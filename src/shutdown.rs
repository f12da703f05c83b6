//! Turning Ctrl+C / SIGTERM into an orderly teardown.
//!
//! Teardown order matters: the cube must be dark and closed before the
//! IMAP session goes away and the process exits.
//!
//! ## Rust concepts
//! - `ctrlc` handler closure that moves a channel sender into it
//! - `tokio::sync::watch` as a level-triggered "stop requested" flag that
//!   any number of waiters can observe

use crate::controller::Controller;
use crate::mail::MailConnector;
use crate::monitor::Monitor;
use tokio::sync::watch;

/// Becomes ready once an interrupt or termination signal arrives.
#[derive(Clone, Debug)]
pub struct ShutdownSignal {
    rx: watch::Receiver<bool>,
}

/// Requests shutdown programmatically (what the signal handler does).
#[derive(Clone, Debug)]
pub struct ShutdownTrigger {
    tx: watch::Sender<bool>,
}

impl ShutdownTrigger {
    pub fn trigger(&self) {
        self.tx.send_replace(true);
    }
}

impl ShutdownSignal {
    /// A signal that only fires through the returned trigger.
    pub fn channel() -> (ShutdownTrigger, Self) {
        let (tx, rx) = watch::channel(false);
        (ShutdownTrigger { tx }, Self { rx })
    }

    /// Register for SIGINT and SIGTERM. Can only be called once per process.
    pub fn install() -> Result<Self, ctrlc::Error> {
        let (trigger, signal) = Self::channel();
        ctrlc::set_handler(move || {
            tracing::debug!("termination signal received");
            trigger.trigger();
        })?;
        Ok(signal)
    }

    #[cfg(test)]
    fn is_requested(&self) -> bool {
        *self.rx.borrow()
    }

    /// Resolve once shutdown has been requested.
    pub async fn wait(mut self) {
        // An error means every trigger is gone; nothing can stop us later.
        let _ = self.rx.wait_for(|requested| *requested).await;
    }
}

/// Close the controller (cube off and closed), then log out of IMAP.
pub async fn shut_down<C: MailConnector>(controller: Controller, mut monitor: Monitor<C>) {
    tracing::info!("Shutting down...");
    if let Err(err) = controller.close().await {
        tracing::error!(error = %err, "cube controller did not shut down cleanly");
    }
    monitor.disconnect().await;
    tracing::info!("Goodbye!");
}

#[cfg(test)]
mod tests {
    use super::*;
    use crate::device::{Device, DeviceOpener, OpenError};
    use crate::fakes::{FakeConnector, Shared};
    use crate::monitor::{Watch, run_monitor};
    use crate::palette::Palette;
    use crate::retry::{ControllerTiming, Pacing, RetryPolicy, ThreadSleeper};
    use crate::signal::{SignalState, Thresholds};
    use pretty_assertions::assert_eq;
    use std::time::Duration;

    /// Writes device events into the mail fake's log to check ordering.
    struct LoggingCube(Shared);

    impl Device for LoggingCube {
        fn red(&mut self) {}
        fn green(&mut self) {}
        fn off(&mut self) {
            let mut script = self.0.lock().unwrap();
            if script.events.last() != Some(&"cube off") {
                script.events.push("cube off");
            }
        }
        fn close(self) {
            self.0.lock().unwrap().events.push("cube close");
        }
    }

    struct LoggingOpener(Shared);

    impl DeviceOpener for LoggingOpener {
        type Device = LoggingCube;

        fn open(&mut self) -> Result<LoggingCube, OpenError> {
            Ok(LoggingCube(self.0.clone()))
        }
    }

    fn fast_timing() -> ControllerTiming {
        ControllerTiming {
            blink: Duration::from_millis(1),
            open_retry: RetryPolicy::fixed(Duration::from_millis(1)),
        }
    }

    /// Wait until the render thread has opened the cube and drawn a frame.
    async fn cube_opened(connector: &FakeConnector) {
        for _ in 0..2000 {
            if connector.script().events.contains(&"cube off") {
                return;
            }
            tokio::time::sleep(Duration::from_millis(1)).await;
        }
        panic!("cube was never opened");
    }

    #[tokio::test]
    async fn signal_fires_after_trigger() {
        let (trigger, signal) = ShutdownSignal::channel();
        assert!(!signal.is_requested());

        trigger.trigger();
        assert!(signal.is_requested());
        tokio::time::timeout(Duration::from_secs(1), signal.wait())
            .await
            .unwrap();
    }

    #[tokio::test]
    async fn clones_observe_the_same_request() {
        let (trigger, signal) = ShutdownSignal::channel();
        let waiter = tokio::spawn(signal.clone().wait());

        trigger.trigger();
        tokio::time::timeout(Duration::from_secs(1), waiter)
            .await
            .unwrap()
            .unwrap();
        assert!(signal.is_requested());
    }

    #[tokio::test]
    async fn cube_closes_before_mail_logout() {
        let connector = FakeConnector::with_counts(&[50]);
        let controller = Controller::spawn(
            LoggingOpener(connector.0.clone()),
            fast_timing(),
            ThreadSleeper,
            Palette::plain(),
        )
        .unwrap();
        let watch = Watch {
            addr: "fake:143".to_string(),
            label: "INBOX".to_string(),
            thresholds: Thresholds::new(0, 10),
        };
        let mut monitor = Monitor::new(connector.clone(), watch, controller.handle(), Palette::plain());
        monitor.run_once().await;
        assert_eq!(controller.handle().current(), SignalState::Red);
        cube_opened(&connector).await;

        shut_down(controller, monitor).await;

        let events = connector.script().events.clone();
        let close = events.iter().position(|e| *e == "cube close").unwrap();
        let logout = events.iter().position(|e| *e == "logout").unwrap();
        assert!(close < logout, "{events:?}");
        assert_eq!(events.last(), Some(&"logout"));
    }

    #[tokio::test]
    async fn triggered_signal_stops_the_monitor_loop() {
        let connector = FakeConnector::with_counts(&[1; 100]);
        let controller = Controller::spawn(
            LoggingOpener(connector.0.clone()),
            fast_timing(),
            ThreadSleeper,
            Palette::plain(),
        )
        .unwrap();
        let watch = Watch {
            addr: "fake:143".to_string(),
            label: "INBOX".to_string(),
            thresholds: Thresholds::new(0, 10),
        };
        let monitor = Monitor::new(connector.clone(), watch, controller.handle(), Palette::plain());
        let pacing = Pacing::new(Duration::from_millis(5), RetryPolicy::fixed(Duration::from_secs(60)));

        let (trigger, signal) = ShutdownSignal::channel();
        let stopper = tokio::spawn(async move {
            tokio::time::sleep(Duration::from_millis(30)).await;
            trigger.trigger();
        });

        let monitor = tokio::time::timeout(
            Duration::from_secs(5),
            run_monitor(monitor, pacing, signal.wait()),
        )
        .await
        .unwrap();
        stopper.await.unwrap();

        assert!(monitor.is_connected());
        shut_down(controller, monitor).await;
        assert_eq!(connector.script().logouts, 1);
    }
}
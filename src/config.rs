//! JSON configuration file.
//!
//! The file names the cube's port, the IMAP server and account, the
//! mailbox to watch and the two unread-count thresholds:
//!
//! ```json
//! {
//!   "cube": "/dev/ttyACM0",
//!   "addr": "imap.gmail.com:993",
//!   "username": "me@example.com",
//!   "password": "app-password",
//!   "label": "INBOX",
//!   "green-if-more": 0,
//!   "red-if-more": 10
//! }
//! ```
//!
//! ## Rust concepts
//! - `serde` derive with `rename_all` for kebab-case keys
//! - `thiserror` for an error enum that keeps the failing path
//! - A hand-written `Debug` impl to keep secrets out of logs

use crate::signal::Thresholds;
use serde::Deserialize;
use std::fmt;
use std::fs;
use std::path::{Path, PathBuf};

/// Default location of the configuration file.
pub const DEFAULT_CONFIG_PATH: &str = "cube-gmail.json";

/// Errors produced while loading the configuration. Both are fatal.
#[derive(Debug, thiserror::Error)]
pub enum ConfigError {
    #[error("unable to open config file '{}': {source}", path.display())]
    Read {
        path: PathBuf,
        #[source]
        source: std::io::Error,
    },

    #[error("malformed config file '{}': {source}", path.display())]
    Parse {
        path: PathBuf,
        #[source]
        source: serde_json::Error,
    },
}

/// Process configuration, immutable once loaded.
#[derive(Clone, Deserialize, PartialEq, Eq)]
#[serde(rename_all = "kebab-case")]
pub struct Config {
    /// Serial port of the cube, e.g. `/dev/ttyACM0` or `COM3`.
    pub cube: String,
    /// IMAP server as `host:port`. Port 993 means implicit TLS.
    pub addr: String,
    pub username: String,
    pub password: String,
    /// Mailbox to watch.
    #[serde(default = "default_label")]
    pub label: String,
    #[serde(default)]
    pub green_if_more: u32,
    #[serde(default)]
    pub red_if_more: u32,
}

fn default_label() -> String {
    "INBOX".to_string()
}

impl Config {
    /// Read and parse the configuration file at `path`.
    pub fn load(path: impl AsRef<Path>) -> Result<Self, ConfigError> {
        let path = path.as_ref();
        let raw = fs::read_to_string(path).map_err(|source| ConfigError::Read {
            path: path.to_path_buf(),
            source,
        })?;
        Self::from_json(&raw).map_err(|source| ConfigError::Parse {
            path: path.to_path_buf(),
            source,
        })
    }

    pub fn from_json(raw: &str) -> Result<Self, serde_json::Error> {
        serde_json::from_str(raw)
    }

    pub fn thresholds(&self) -> Thresholds {
        Thresholds::new(self.green_if_more, self.red_if_more)
    }
}

impl fmt::Debug for Config {
    fn fmt(&self, f: &mut fmt::Formatter<'_>) -> fmt::Result {
        f.debug_struct("Config")
            .field("cube", &self.cube)
            .field("addr", &self.addr)
            .field("username", &self.username)
            .field("password", &"<redacted>")
            .field("label", &self.label)
            .field("green_if_more", &self.green_if_more)
            .field("red_if_more", &self.red_if_more)
            .finish()
    }
}

// ── Tests ────────────────────────────────────────────────────────────

#[cfg(test)]
mod tests {
    use super::*;
    use pretty_assertions::assert_eq;
    use std::io::Write;

    const FULL: &str = r#"{
        "cube": "/dev/ttyACM0",
        "addr": "imap.example.com:993",
        "username": "alice",
        "password": "hunter2",
        "label": "Work",
        "green-if-more": 0,
        "red-if-more": 10
    }"#;

    #[test]
    fn parses_kebab_case_keys() {
        let config = Config::from_json(FULL).unwrap();
        assert_eq!(config.cube, "/dev/ttyACM0");
        assert_eq!(config.addr, "imap.example.com:993");
        assert_eq!(config.username, "alice");
        assert_eq!(config.password, "hunter2");
        assert_eq!(config.label, "Work");
        assert_eq!(config.thresholds(), Thresholds::new(0, 10));
    }

    #[test]
    fn label_and_thresholds_have_defaults() {
        let config = Config::from_json(
            r#"{"cube": "COM3", "addr": "mail:143", "username": "u", "password": "p"}"#,
        )
        .unwrap();
        assert_eq!(config.label, "INBOX");
        assert_eq!(config.thresholds(), Thresholds::new(0, 0));
    }

    #[test]
    fn missing_required_field_is_an_error() {
        assert!(Config::from_json(r#"{"cube": "COM3"}"#).is_err());
    }

    #[test]
    fn negative_threshold_is_rejected() {
        let raw = FULL.replace("\"red-if-more\": 10", "\"red-if-more\": -1");
        assert!(Config::from_json(&raw).is_err());
    }

    #[test]
    fn debug_output_hides_password() {
        let config = Config::from_json(FULL).unwrap();
        let debug = format!("{config:?}");
        assert!(!debug.contains("hunter2"));
        assert!(debug.contains("<redacted>"));
        assert!(debug.contains("alice"));
    }

    #[test]
    fn load_reads_file_from_disk() {
        let mut file = tempfile::NamedTempFile::new().unwrap();
        file.write_all(FULL.as_bytes()).unwrap();

        let config = Config::load(file.path()).unwrap();
        assert_eq!(config, Config::from_json(FULL).unwrap());
    }

    #[test]
    fn load_missing_file_reports_read_error() {
        let dir = tempfile::tempdir().unwrap();
        let path = dir.path().join("absent.json");

        let err = Config::load(&path).unwrap_err();
        assert!(matches!(err, ConfigError::Read { .. }));
        assert!(err.to_string().contains("absent.json"));
    }

    #[test]
    fn load_malformed_file_reports_parse_error() {
        let mut file = tempfile::NamedTempFile::new().unwrap();
        file.write_all(b"{ not json").unwrap();

        let err = Config::load(file.path()).unwrap_err();
        assert!(matches!(err, ConfigError::Parse { .. }));
        assert!(err.to_string().starts_with("malformed config file"));
    }
}
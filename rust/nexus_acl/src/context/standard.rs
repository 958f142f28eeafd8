//! Security context for a regular (possibly anonymous) principal.

use std::sync::Arc;

use once_cell::sync::OnceCell;

use super::{AccessEngine, AccessMode, ContextFlags};
use crate::error::{AccessError, Result};
use crate::mask::PermissionResolutionMask;
use crate::permission::{Permission, PermissionSet};
use crate::principal::ResolvedPrincipal;

pub struct PrincipalContext {
    engine: Arc<AccessEngine>,
    principal_id: Option<String>,
    /// Resolved on first use. Racing initializers compute the same value and
    /// only the first assignment is kept.
    principal: OnceCell<Option<ResolvedPrincipal>>,
    access_mode: AccessMode,
    flags: ContextFlags,
}

impl PrincipalContext {
    pub(crate) fn new(engine: Arc<AccessEngine>, principal_id: Option<String>) -> Self {
        Self {
            engine,
            principal_id,
            principal: OnceCell::new(),
            access_mode: AccessMode::default(),
            flags: ContextFlags::default(),
        }
    }

    pub fn principal_id(&self) -> Option<&str> {
        self.principal_id.as_deref()
    }

    pub fn access_mode(&self) -> AccessMode {
        self.access_mode
    }

    pub fn set_access_mode(&mut self, mode: AccessMode) {
        self.access_mode = mode;
    }

    pub fn flags(&self) -> &ContextFlags {
        &self.flags
    }

    pub fn flags_mut(&mut self) -> &mut ContextFlags {
        &mut self.flags
    }

    /// The principal, loaded lazily. A dangling principal id behaves like
    /// anonymous.
    pub fn principal(&self) -> Option<&ResolvedPrincipal> {
        self.principal
            .get_or_init(|| {
                self.principal_id
                    .as_deref()
                    .and_then(|id| self.engine.load_principal(id))
            })
            .as_ref()
    }

    fn is_admin(&self) -> bool {
        self.principal().is_some_and(|p| p.is_admin)
    }

    /// Self, owner or owning-group bypass.
    fn is_self_or_owner(&self, principal: &ResolvedPrincipal, resource: &str) -> bool {
        principal.id == resource || self.engine.is_owned_by(resource, principal)
    }

    pub fn is_granted(&self, resource: &str, permission: Permission) -> bool {
        if !self.engine.graph().element_exists(resource) {
            return false;
        }
        let Some(principal) = self.principal() else {
            return false;
        };
        if principal.is_admin || self.is_self_or_owner(principal, resource) {
            return true;
        }
        self.engine.resolve_granted(principal, resource, permission)
    }

    pub fn is_visible(&self, resource: Option<&str>) -> bool {
        match self.access_mode {
            AccessMode::Backend => self.is_visible_in_backend(resource),
            AccessMode::Frontend => self.is_visible_in_frontend(resource),
        }
    }

    pub fn is_visible_in_frontend(&self, resource: Option<&str>) -> bool {
        let Some(resource) = resource else {
            return false;
        };
        let config = self.engine.config();
        let keys = &config.properties;
        let graph = self.engine.graph();

        if graph.flag(resource, &keys.hidden) {
            return false;
        }
        let principal = self.principal();
        if let Some(principal) = principal {
            if self.is_self_or_owner(principal, resource) {
                return true;
            }
        }
        if principal.is_none() && graph.flag(resource, &keys.visible_to_public_users) {
            return true;
        }
        if principal.is_some() && graph.flag(resource, &keys.visible_to_authenticated_users) {
            return true;
        }
        self.is_granted(resource, Permission::Read)
    }

    pub fn is_visible_in_backend(&self, resource: Option<&str>) -> bool {
        if self.is_visible_in_frontend(resource) {
            return true;
        }
        let Some(resource) = resource else {
            return false;
        };
        if self.principal().is_none() {
            return false;
        }
        if self.is_admin() {
            return true;
        }
        self.is_granted(resource, Permission::Read)
    }

    /// Readability for bulk filtering.
    pub fn is_readable(&self, resource: &str, include_hidden: bool, public_only: bool) -> bool {
        let config = self.engine.config();
        let keys = &config.properties;
        let graph = self.engine.graph();

        if !include_hidden && graph.flag(resource, &keys.hidden) {
            return false;
        }
        let public = graph.flag(resource, &keys.visible_to_public_users);
        if public {
            return true;
        }
        if public_only {
            return false;
        }
        if self.principal().is_some() && graph.flag(resource, &keys.visible_to_authenticated_users)
        {
            return true;
        }
        self.is_granted(resource, Permission::Read)
    }

    /// Everything this context's principal may do on `resource`, with the
    /// property mask of the path.
    pub fn resolution_mask(&self, resource: &str) -> PermissionResolutionMask {
        if !self.engine.graph().element_exists(resource) {
            return PermissionResolutionMask::new();
        }
        let Some(principal) = self.principal() else {
            return PermissionResolutionMask::new();
        };
        if principal.is_admin || self.is_self_or_owner(principal, resource) {
            return PermissionResolutionMask::all();
        }
        self.engine.resolve_mask(principal, resource)
    }

    /// Whether `key` on `resource` is readable and not masked out on the
    /// principal's path to it.
    pub fn is_property_readable(&self, resource: &str, key: &str) -> bool {
        self.is_readable(resource, false, false)
            && self.resolution_mask(resource).allows_property(key)
    }

    pub fn grant(
        &self,
        resource: &str,
        principal: &str,
        permissions: impl Into<PermissionSet>,
    ) -> Result<()> {
        self.check_access_control(resource)?;
        self.engine.grant(resource, principal, permissions)
    }

    pub fn revoke(
        &self,
        resource: &str,
        principal: &str,
        permissions: impl Into<PermissionSet>,
    ) -> Result<()> {
        self.check_access_control(resource)?;
        self.engine.revoke(resource, principal, permissions)
    }

    pub fn set_allowed(
        &self,
        resource: &str,
        principal: &str,
        permissions: impl Into<PermissionSet>,
    ) -> Result<()> {
        self.check_access_control(resource)?;
        self.engine.set_allowed(resource, principal, permissions)
    }

    fn check_access_control(&self, resource: &str) -> Result<()> {
        if self.is_granted(resource, Permission::AccessControl) {
            return Ok(());
        }
        tracing::debug!(
            principal = self.principal_id.as_deref().unwrap_or("anonymous"),
            resource,
            "access control change refused"
        );
        Err(AccessError::Forbidden {
            permission: Permission::AccessControl,
            resource: resource.to_string(),
        })
    }
}
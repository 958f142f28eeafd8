//! Path resolution: what a principal may do on a resource through explicit
//! grants and permission-propagating relationships.
//!
//! Every node and relationship the walk looks at is recorded on the cache
//! entry for (principal, resource), so a later mutation of any of them
//! invalidates exactly that entry.

use std::collections::VecDeque;

use ahash::AHashSet;

use crate::cache::AccessPathCache;
use crate::config::AccessConfig;
use crate::grant::ExplicitGrantStore;
use crate::graph::GraphStore;
use crate::mask::PermissionResolutionMask;
use crate::permission::Permission;
use crate::principal::ResolvedPrincipal;

pub(crate) struct PathResolver<'a> {
    pub graph: &'a dyn GraphStore,
    pub config: &'a AccessConfig,
    pub cache: &'a AccessPathCache,
}

impl PathResolver<'_> {
    /// Cached answer when the permission was already resolved for the path,
    /// otherwise walk, memoize and answer.
    pub fn is_granted(
        &self,
        principal: &ResolvedPrincipal,
        resource: &str,
        permission: Permission,
    ) -> bool {
        let start = principal.id.as_str();
        let cached = self.cache.get(start, resource);
        if let Some(mask) = &cached {
            if mask.already_checked(permission) {
                return mask.allows(permission);
            }
        }

        let generation = self.guard_generation(principal);
        let resolved = self.resolve(principal, resource);

        let mut updated = cached.unwrap_or_default();
        updated.restore(&resolved);
        updated.set_checked(permission);
        let allowed = updated.allows(permission);

        if !self
            .cache
            .put_if_unchanged(start, resource, updated, generation)
        {
            tracing::trace!(start, resource, "graph changed during resolution, not cached");
        }
        allowed
    }

    /// The full mask for the path, memoized without marking anything checked.
    pub fn mask(&self, principal: &ResolvedPrincipal, resource: &str) -> PermissionResolutionMask {
        let start = principal.id.as_str();
        if let Some(mask) = self.cache.get(start, resource) {
            return mask;
        }
        let generation = self.guard_generation(principal);
        let resolved = self.resolve(principal, resource);
        self.cache
            .put_if_unchanged(start, resource, resolved.copy(), generation);
        resolved
    }

    /// Generation a result must still match to be cached. A principal loaded
    /// before a later invalidation may carry a stale group set, so the older
    /// of the two wins.
    fn guard_generation(&self, principal: &ResolvedPrincipal) -> u64 {
        self.cache.generation().min(principal.loaded_at)
    }

    /// Walk grants and propagation paths from the principal to `resource`.
    pub fn resolve(&self, principal: &ResolvedPrincipal, resource: &str) -> PermissionResolutionMask {
        let start = principal.id.as_str();
        let mut result = PermissionResolutionMask::new();
        let mut first = true;

        for parent in &principal.parents {
            self.cache.update_node(start, resource, parent);
        }

        let grants = ExplicitGrantStore::new(
            self.graph,
            &self.config.relationship_types.security,
            &self.config.properties.allowed,
        );
        for rel in self
            .graph
            .incoming(resource, Some(self.config.relationship_types.security.as_str()))
        {
            if !principal.is_self_or_parent(&rel.source) {
                continue;
            }
            self.cache.update_relationship(start, resource, &rel);
            let permissions = grants.permission_set_of(&rel);
            if permissions.is_empty() {
                continue;
            }
            let mut route = PermissionResolutionMask::new();
            route.grant_all(permissions);
            result.merge_route(&route, first);
            first = false;
        }

        if !self.config.propagation.is_empty() {
            self.propagate(principal, resource, &mut result, &mut first);
        }

        tracing::trace!(
            start,
            resource,
            granted = ?result.granted(),
            "resolved access path"
        );
        result
    }

    /// Breadth-first walk along relationships that have a propagation rule.
    /// Each node is expanded once; every arrival at `resource` is a route.
    fn propagate(
        &self,
        principal: &ResolvedPrincipal,
        resource: &str,
        result: &mut PermissionResolutionMask,
        first: &mut bool,
    ) {
        let start = principal.id.as_str();
        let mut visited: AHashSet<String> = principal.sources().map(str::to_string).collect();
        let mut queue: VecDeque<(String, PermissionResolutionMask, u32)> = principal
            .sources()
            .map(|s| (s.to_string(), PermissionResolutionMask::all(), 0))
            .collect();

        while let Some((node, mask, depth)) = queue.pop_front() {
            if depth >= self.config.max_depth {
                continue;
            }
            let rels = self
                .graph
                .outgoing(&node, None)
                .into_iter()
                .chain(self.graph.incoming(&node, None));

            for rel in rels {
                let Some(rule) = self.config.propagation_rule(rel.type_name()) else {
                    continue;
                };
                self.cache.update_relationship(start, resource, &rel);

                let from_is_source = rel.source == node;
                if !rule.allows_flow(from_is_source) {
                    continue;
                }
                let Some(next) = rel.other_end(&node) else {
                    continue;
                };
                if next == node {
                    continue;
                }

                let mut next_mask = mask.copy();
                rule.apply(&mut next_mask);

                if next == resource {
                    if !next_mask.granted().is_empty() {
                        result.merge_route(&next_mask, *first);
                        *first = false;
                    }
                    continue;
                }
                if visited.insert(next.to_string()) {
                    self.cache.update_node(start, resource, next);
                    queue.push_back((next.to_string(), next_mask, depth + 1));
                }
            }
        }
    }
}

Description of the task =
Each line of the listing above that contains the word "DeviceOpener" counts once; please give the total and nothing more.

Answer below =
2